→ **BRIEF**
Give back, word for word, only the lines from the one containing "the run went." to the end of the listing below.
SOURCE MATERIAL START
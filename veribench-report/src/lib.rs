//! Report assembly and rendering for veribench runs.
//!
//! A run produces a single [`RunReport`] that carries per-case metrics,
//! the cross-case comparison, environment metadata, and a tally of how
//! the run went. The report serializes cleanly to JSON via [`to_json`]
//! and renders to a terminal-friendly string via [`format_human_output`].

#![warn(missing_docs)]

pub mod human;
pub mod json;
pub mod meta;
pub mod report;

pub use human::format_human_output;
pub use json::to_json;
pub use meta::{build_report_meta, SystemInfo};
pub use report::{
    CaseMetrics, CaseReport, CaseStatus, FailureInfo, ReportMeta, RunReport, RunSummary,
};
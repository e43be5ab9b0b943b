#![warn(missing_docs)]
//! Veribench Statistical Engine
//!
//! Turns a case's sample set into a defensible estimate:
//! - Summary statistics with a margin of error (Student's t for small
//!   counts, normal beyond 30 degrees of freedom)
//! - Explicit, reported sample trimming (never silent)
//! - Ranking and pairwise significance verdicts across cases

mod compare;
mod engine;
mod trim;

pub use compare::{
    compare_cases, CompareError, ComparisonResult, PairwiseComparison, RankedCase, Verdict,
};
pub use engine::{compute_statistics, critical_value, Statistics, StatsError};
pub use trim::{apply_trim, percentile, TrimAnalysis, TrimSummary};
SOURCE MATERIAL END
→ **ANSWER BOX**
//! the run went. The report serializes cleanly to JSON via [`to_json`]
//! and renders to a terminal-friendly string via [`format_human_output`].

#![warn(missing_docs)]

pub mod human;
pub mod json;
pub mod meta;
pub mod report;

pub use human::format_human_output;
pub use json::to_json;
pub use meta::{build_report_meta, SystemInfo};
pub use report::{
    CaseMetrics, CaseReport, CaseStatus, FailureInfo, ReportMeta, RunReport, RunSummary,
};
repository e43be5ab9b0b943b
#![warn(missing_docs)]
//! Veribench Statistical Engine
//!
//! Turns a case's sample set into a defensible estimate:
//! - Summary statistics with a margin of error (Student's t for small
//!   counts, normal beyond 30 degrees of freedom)
//! - Explicit, reported sample trimming (never silent)
//! - Ranking and pairwise significance verdicts across cases

mod compare;
mod engine;
mod trim;

pub use compare::{
    compare_cases, CompareError, ComparisonResult, PairwiseComparison, RankedCase, Verdict,
};
pub use engine::{compute_statistics, critical_value, Statistics, StatsError};
pub use trim::{apply_trim, percentile, TrimAnalysis, TrimSummary};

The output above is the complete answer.